Slaughter v. McDonough (Precedential)

Billy W. Slaughter served on active duty in the United States Navy for two decades from August 1975 to August 1995. J.A. 3. In June 2008, a Veterans Affairs (“VA”) Regional Office determined that Mr. Slaughter, who is righthanded, suffered right ulnar nerve entrapment as a result of his service. J.A. 44. VA awarded him a 10% disability rating under 38 C.F.R. § 4.124a, Diagnostic Code (“DC”) 8516. J.A. 44; J.A. 35. Over the next several years, Mr. Slaughter pursued a higher disability rating. During those proceedings, which included several VA medical examinations, examiners additionally diagnosed Mr. Slaughter with a median nerve injury that has not been found to be connected to his military service. J.A. 3–5.

Eventually, in December 2018, the Board of Veterans’ Appeals (“Board”) increased Mr. Slaughter’s rating for right ulnar nerve entrapment to 40%. J.A. 32, 38. The Board found that it could not distinguish the symptoms of Mr. Slaughter’s service-connected ulnar nerve entrapment from those of his non-service-connected median nerve injury. J.A. 38. It, thus, attributed the entirety of the disability to the service-connected right ulnar nerve injury and awarded Mr. Slaughter a 40% disability rating for severe incomplete paralysis of his right hand under DC 8516. J.A. 38. The Board determined that it would be inappropriate to rate Mr. Slaughter under DC 8512, which provides ratings for injuries to the lower radicular group,3 because only Mr. Slaughter’s ulnar nerve entrapment was connected to his service. J.A. 38.

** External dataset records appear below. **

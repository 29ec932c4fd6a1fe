//! Client-facing service configuration.

use axum::extract::State;
use axum::Json;
use serde::Serialize;
use stockpile_core::schema::AssetTypeSchema;

use crate::state::AppState;

/// What a client needs to talk to this service.
#[derive(Debug, Serialize)]
pub struct ClientConfig {
    pub version: &'static str,
    pub api_prefix: String,
    pub datastore: &'static str,
    pub default_result_size: i64,
    /// Field rules applied to every asset.
    pub asset: AssetTypeSchema,
}

/// GET /config
pub async fn get_config(State(state): State<AppState>) -> Json<ClientConfig> {
    Json(ClientConfig {
        version: env!("CARGO_PKG_VERSION"),
        api_prefix: state.config.api_prefix.clone(),
        datastore: state.repo.backend_name(),
        default_result_size: state.repo.default_result_size(),
        asset: state.repo.schema().clone(),
    })
}
//! Stockpile domain core.
//!
//! Pure logic shared by the repository, event, and API crates: the asset
//! model, field validation, query translation, version coercion, and
//! snapshot diffing. Nothing here talks to a store.

pub mod asset;
pub mod diff;
pub mod error;
pub mod event;
pub mod query;
pub mod schema;
pub mod types;
pub mod version;
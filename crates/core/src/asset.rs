//! Asset model, identifier rules, and aggregation result types.

use std::sync::LazyLock;

use regex::Regex;
use serde::{Deserialize, Serialize};
use serde_json::Value;

use crate::error::CoreError;
use crate::types::Document;
use crate::version::{parse_version, VERSION_FIELD};

// ---------------------------------------------------------------------------
// Managed data fields
// ---------------------------------------------------------------------------

pub const CREATED_BY: &str = "created_by";
pub const UPDATED_BY: &str = "updated_by";
pub const CREATED_ON: &str = "created_on";

// ---------------------------------------------------------------------------
// Identifier validation
// ---------------------------------------------------------------------------

const ASSET_ID_PATTERN: &str = r"^[a-zA-Z0-9:_(){}|\-.]+$";
const ASSET_TYPE_PATTERN: &str = r"^[a-z0-9\-_]+$";

static ASSET_ID_RE: LazyLock<Regex> =
    LazyLock::new(|| Regex::new(ASSET_ID_PATTERN).expect("valid regex"));
static ASSET_TYPE_RE: LazyLock<Regex> =
    LazyLock::new(|| Regex::new(ASSET_TYPE_PATTERN).expect("valid regex"));

/// Validate an asset id against the allowed character set.
pub fn validate_asset_id(id: &str) -> Result<(), CoreError> {
    if !ASSET_ID_RE.is_match(id) {
        return Err(CoreError::Validation(format!(
            "Invalid characters in id: '{id}'"
        )));
    }
    Ok(())
}

/// Validate an asset type name (lowercase alphanumerics, `-` and `_`).
pub fn validate_asset_type(asset_type: &str) -> Result<(), CoreError> {
    if !ASSET_TYPE_RE.is_match(asset_type) {
        return Err(CoreError::Validation(format!(
            "Invalid characters in type: '{asset_type}'"
        )));
    }
    Ok(())
}

/// Normalize a user-supplied asset type (path segments are case-insensitive).
pub fn normalize_asset_type(asset_type: &str) -> String {
    asset_type.trim().to_lowercase()
}

// ---------------------------------------------------------------------------
// Asset
// ---------------------------------------------------------------------------

/// A typed, schema-flexible record.
///
/// `timestamp` is assigned by the store on every write and is ignored when
/// supplied by a client.
#[derive(Debug, Clone, PartialEq, Serialize, Deserialize)]
pub struct Asset {
    pub id: String,

    #[serde(rename = "type")]
    pub asset_type: String,

    #[serde(default, skip_serializing_if = "Option::is_none")]
    pub timestamp: Option<Value>,

    #[serde(default)]
    pub data: Document,
}

impl Asset {
    pub fn new(asset_type: impl Into<String>, id: impl Into<String>, data: Document) -> Self {
        Self {
            id: id.into(),
            asset_type: asset_type.into(),
            timestamp: None,
            data,
        }
    }

    /// Snapshot version carried in `data`, if present and parseable.
    pub fn version(&self) -> Option<i64> {
        self.data
            .get(VERSION_FIELD)
            .and_then(|v| parse_version(v).ok())
    }

    /// Set the snapshot version in `data`.
    pub fn set_version(&mut self, version: i64) {
        self.data.insert(VERSION_FIELD.into(), Value::from(version));
    }

    /// `{type}.{id}`, used as the event subject.
    pub fn subject(&self) -> String {
        format!("{}.{}", self.asset_type, self.id)
    }

    /// Non-blank string value of a data field.
    pub fn data_str(&self, field: &str) -> Option<&str> {
        self.data
            .get(field)
            .and_then(Value::as_str)
            .filter(|s| !s.trim().is_empty())
    }
}

// ---------------------------------------------------------------------------
// Aggregations
// ---------------------------------------------------------------------------

/// Count of documents sharing one value of an aggregated field.
#[derive(Debug, Clone, PartialEq, Eq, Serialize, Deserialize)]
pub struct AggregatedItem {
    pub name: String,
    pub count: i64,
}

/// An asset type with its live document count.
#[derive(Debug, Clone, PartialEq, Eq, Serialize, Deserialize)]
pub struct ResourceType {
    pub name: String,
    pub count: i64,
}

impl From<AggregatedItem> for ResourceType {
    fn from(item: AggregatedItem) -> Self {
        Self {
            name: item.name,
            count: item.count,
        }
    }
}

#[cfg(test)]
mod tests {
    use super::*;
    use assert_matches::assert_matches;
    use serde_json::json;

    #[test]
    fn id_accepts_allowed_punctuation() {
        assert!(validate_asset_id("host-01.prod:{a}|(b)_c").is_ok());
    }

    #[test]
    fn id_rejects_spaces_and_slashes() {
        assert_matches!(validate_asset_id("bad id"), Err(CoreError::Validation(_)));
        assert_matches!(validate_asset_id("a/b"), Err(CoreError::Validation(_)));
        assert_matches!(validate_asset_id(""), Err(CoreError::Validation(_)));
    }

    #[test]
    fn type_must_be_lowercase_kebab() {
        assert!(validate_asset_type("virtual-server_2").is_ok());
        assert_matches!(validate_asset_type("Server"), Err(CoreError::Validation(_)));
        assert_matches!(validate_asset_type("a.b"), Err(CoreError::Validation(_)));
    }

    #[test]
    fn normalize_lowercases() {
        assert_eq!(normalize_asset_type(" Server "), "server");
    }

    #[test]
    fn wire_shape_uses_type_key_and_omits_missing_timestamp() {
        let mut data = Document::new();
        data.insert("status".into(), json!("enabled"));
        let asset = Asset::new("server", "srv1", data);

        let value = serde_json::to_value(&asset).unwrap();
        assert_eq!(
            value,
            json!({"id": "srv1", "type": "server", "data": {"status": "enabled"}})
        );
    }

    #[test]
    fn deserializes_without_data() {
        let asset: Asset = serde_json::from_value(json!({"id": "a", "type": "t"})).unwrap();
        assert!(asset.data.is_empty());
        assert!(asset.timestamp.is_none());
    }

    #[test]
    fn version_accessors() {
        let mut asset = Asset::new("server", "srv1", Document::new());
        assert_eq!(asset.version(), None);
        asset.set_version(5);
        assert_eq!(asset.version(), Some(5));
        assert_eq!(asset.data[VERSION_FIELD], json!(5));
    }

    #[test]
    fn data_str_ignores_blank_values() {
        let mut data = Document::new();
        data.insert(CREATED_BY.into(), json!("  "));
        data.insert(UPDATED_BY.into(), json!("alice"));
        let asset = Asset::new("server", "srv1", data);
        assert_eq!(asset.data_str(CREATED_BY), None);
        assert_eq!(asset.data_str(UPDATED_BY), Some("alice"));
    }
}
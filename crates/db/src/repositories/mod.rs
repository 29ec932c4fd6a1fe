//! Repository layer.
//!
//! [`AssetRepo`] is an instance holding its document store; [`EventRepo`] is
//! a zero-sized struct whose methods take `&PgPool` as the first argument.

pub mod asset_repo;
pub mod event_repo;

pub use asset_repo::{AssetRepo, CreateOptions, QueryResult};
pub use event_repo::EventRepo;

On appeal, the Court of Appeals for Veterans Claims (“Veterans Court”) affirmed the Board’s decision. J.A. 2–3. The Veterans Court never addressed Mr. Slaughter’s substantive argument that his disability should have been rated under DC 8512. Rather, it found that Mr. Slaughter had not shown prejudice stemming from the Board’s alleged error in failing to consider a rating under DC 8512. J.A. 7–8.

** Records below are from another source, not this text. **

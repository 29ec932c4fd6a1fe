use axum::extract::State;
use axum::{routing::get, Json, Router};
use serde::Serialize;

use crate::handlers;
use crate::state::AppState;

/// Health check response payload.
#[derive(Serialize)]
pub struct HealthResponse {
    /// `ok`, or `degraded` when the datastore does not answer.
    pub status: &'static str,
    /// Crate version from Cargo.toml.
    pub version: &'static str,
    /// Configured backend name.
    pub datastore: &'static str,
    pub datastore_healthy: bool,
}

/// GET /health -- returns service and datastore health.
async fn health_check(State(state): State<AppState>) -> Json<HealthResponse> {
    let datastore_healthy = match state.repo.ping().await {
        Ok(()) => true,
        Err(e) => {
            tracing::warn!(error = %e, "Datastore health check failed");
            false
        }
    };

    let status = if datastore_healthy { "ok" } else { "degraded" };

    Json(HealthResponse {
        status,
        version: env!("CARGO_PKG_VERSION"),
        datastore: state.repo.backend_name(),
        datastore_healthy,
    })
}

/// Root-level service routes (not under the API prefix).
pub fn router() -> Router<AppState> {
    Router::new()
        .route("/health", get(health_check))
        .route("/config", get(handlers::config::get_config))
}
//! Per-type field rules: required keys and enumerated values.
//!
//! The schema is loaded from configuration at startup and never changes at
//! runtime. Required-ness and enforcement are independent checks: an
//! enforced field may be absent, and a required field may hold any value.

use std::collections::{BTreeMap, BTreeSet};

use serde::{Deserialize, Serialize};
use serde_json::Value;

use crate::error::CoreError;
use crate::types::Document;

#[derive(Debug, Clone, Default, PartialEq, Eq, Serialize, Deserialize)]
pub struct AssetTypeSchema {
    /// Keys that must be present in every asset's data.
    #[serde(default)]
    pub required_fields: BTreeSet<String>,

    /// Keys whose value, when present, must be one of the listed strings.
    #[serde(default)]
    pub enforced_fields: BTreeMap<String, BTreeSet<String>>,
}

#[derive(Debug, Clone, PartialEq, Eq, thiserror::Error)]
pub enum FieldError {
    #[error("'{0}' field required")]
    MissingRequiredField(String),

    #[error("'{field}' field must be one of: {}", join_allowed(.allowed))]
    InvalidFieldValue {
        field: String,
        allowed: BTreeSet<String>,
    },
}

fn join_allowed(allowed: &BTreeSet<String>) -> String {
    allowed.iter().map(String::as_str).collect::<Vec<_>>().join(", ")
}

impl From<FieldError> for CoreError {
    fn from(err: FieldError) -> Self {
        CoreError::Validation(err.to_string())
    }
}

impl AssetTypeSchema {
    pub fn is_required_field(&self, field: &str) -> bool {
        self.required_fields.contains(field)
    }

    /// Every required field must be a key of `doc`. Only presence is checked.
    pub fn validate_required(&self, doc: &Document) -> Result<(), FieldError> {
        match self.required_fields.iter().find(|f| !doc.contains_key(*f)) {
            Some(missing) => Err(FieldError::MissingRequiredField(missing.clone())),
            None => Ok(()),
        }
    }

    /// Every enforced field present in `doc` must equal an allowed value.
    ///
    /// Comparison is strict equality against a JSON string; a number or bool
    /// never matches even if its text form would.
    pub fn validate_enforced(&self, doc: &Document) -> Result<(), FieldError> {
        for (field, allowed) in &self.enforced_fields {
            let Some(value) = doc.get(field) else {
                continue;
            };
            let matches = match value {
                Value::String(s) => allowed.contains(s),
                _ => false,
            };
            if !matches {
                return Err(FieldError::InvalidFieldValue {
                    field: field.clone(),
                    allowed: allowed.clone(),
                });
            }
        }
        Ok(())
    }

    /// Reject deletion of any required field.
    pub fn check_deletable(&self, fields: &[String]) -> Result<(), CoreError> {
        match fields.iter().find(|f| self.is_required_field(f)) {
            Some(field) => Err(CoreError::ProtectedField(format!(
                "Cannot delete required field '{field}'"
            ))),
            None => Ok(()),
        }
    }
}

Mr. Slaughter appeals from the Veterans Court’s decision. As we explain below, we have jurisdiction to hear his appeal under 38 U.S.C. § 7292(c).

Although we hold that the Veterans Court legally erred in its prejudicial error analysis, that error was itself harmless because the Board correctly interpreted § 4.124a. Thus, we affirm.

Starkist Co. v. United States (Precedential)

StarKist Co. challenges a tariff classification of four imported tuna salad products under subheading 1604.14.10 of the Harmonized Tariff Schedule of the United States. We affirm.

Ideal Industries Lighting LLC v. International Trade Commission (Nonprecedential Order)

The parties having so agreed, it is ordered that:

(1) The proceedings are DISMISSED under Fed. R. App. P. 42 (b).

(2) Each side shall bear their own costs.

Bradley v. Merit Systems Protection Board (Nonprecedential Order)

Shamar Bradley having failed to file a motion pursuant to this court’s order dated February 11, 2022,


(1) This petition for review is dismissed.

(2) Each side shall bear its own costs.